Published by: Massachusetts Institute of Technology Press

http://www.mitpressjournals.org/loi/artl

Ranking & Metrics

Discipline name Position Best Scientists Publications D-Index
Computer Science 655 34 47 8
Engineering and Technology 1259 7 9 5

Additional Metrics

Number of Best Scientists*: 60
Documents by Best Scientists*: 66
Top 100 Ranked Scientists*: 0
SCIMAGO H-index: 64
SCIMAGO SJR: 0.342
Impact Factor: 1.5

Overview

Top Research Topics at Artificial Life?

The topics of Artificial intelligence, Artificial life, Robot, Theoretical computer science and Cognitive science are the focal point of discussions in Artificial Life. Most of the works presented in it deals with Artificial intelligence but it intersects with the subject of Machine learning. It links adjacent topics like Artificial life with Living systems.

Artificial Life facilitates discussions on Robot that incorporate concepts from other fields like Task (project management), Simulation and Human–computer interaction. Discussions in Artificial Life are anchored in the subject of Theoretical computer science and the similar topic of Cellular automaton. The work on Cognitive science addressed in the journal expands to the thematically related Cognition.
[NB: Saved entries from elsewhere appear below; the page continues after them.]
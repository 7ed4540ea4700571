//! Offline analysis of a single position

use std::path::PathBuf;

use anyhow::Result;
use clap::Parser;

use crate::{
    analysis::AnalysisReport,
    board::{Board, Player},
    cli::output,
};

#[derive(Parser, Debug)]
#[command(about = "Analyze a position without playing")]
pub struct AnalyzeArgs {
    /// Position to analyze, given as nine cells in row order with `.`
    /// for an empty square and an optional `_X` or `_O` turn suffix
    #[arg(long)]
    pub board: Option<String>,

    /// Export the analysis to a JSON file
    #[arg(long)]
    pub export: Option<PathBuf>,
}

pub fn execute(args: AnalyzeArgs) -> Result<()> {
    let (board, player) = match &args.board {
        Some(text) => Board::from_string(text)?,
        None => (Board::new(), Player::X),
    };

    print!("{}", output::board_grid(&board));

    // A decided position has no moves left to classify.
    if board.outcome().is_decided() {
        println!("Nothing to analyze: {}.", board.outcome());
        return Ok(());
    }

    let report = AnalysisReport::new(&board, player);
    println!("{report}");

    if let Some(path) = &args.export {
        let file = std::fs::File::create(path)?;
        serde_json::to_writer_pretty(file, &report)?;
        println!("\nAnalysis exported to: {}", path.display());
    }

    Ok(())
}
  • Artificial intelligence (39.18%)
  • Artificial life (17.68%)
  • Robot (12.32%)

What are the most cited papers published in the journal?

  • Ant algorithms for discrete optimization (2411 citations)
  • Evolving 3d morphology and behavior by competition (817 citations)
  • Agent-Based Computational Economics: Growing Economies From the Bottom Up (590 citations)

Research areas of the most cited articles at Artificial Life:

The journal papers generally zeroe in on subjects such as Artificial intelligence, Artificial life, Robot, Cognitive science and Theoretical computer science. The most cited papers with studies in Artificial intelligence featured incorporate elements of Genetic algorithm and Human–computer interaction. The study of Artificial life in the published papers encompasses disciplines such as Epistemology, as well as fields such as Field (Bourdieu), all of which overlap with one another.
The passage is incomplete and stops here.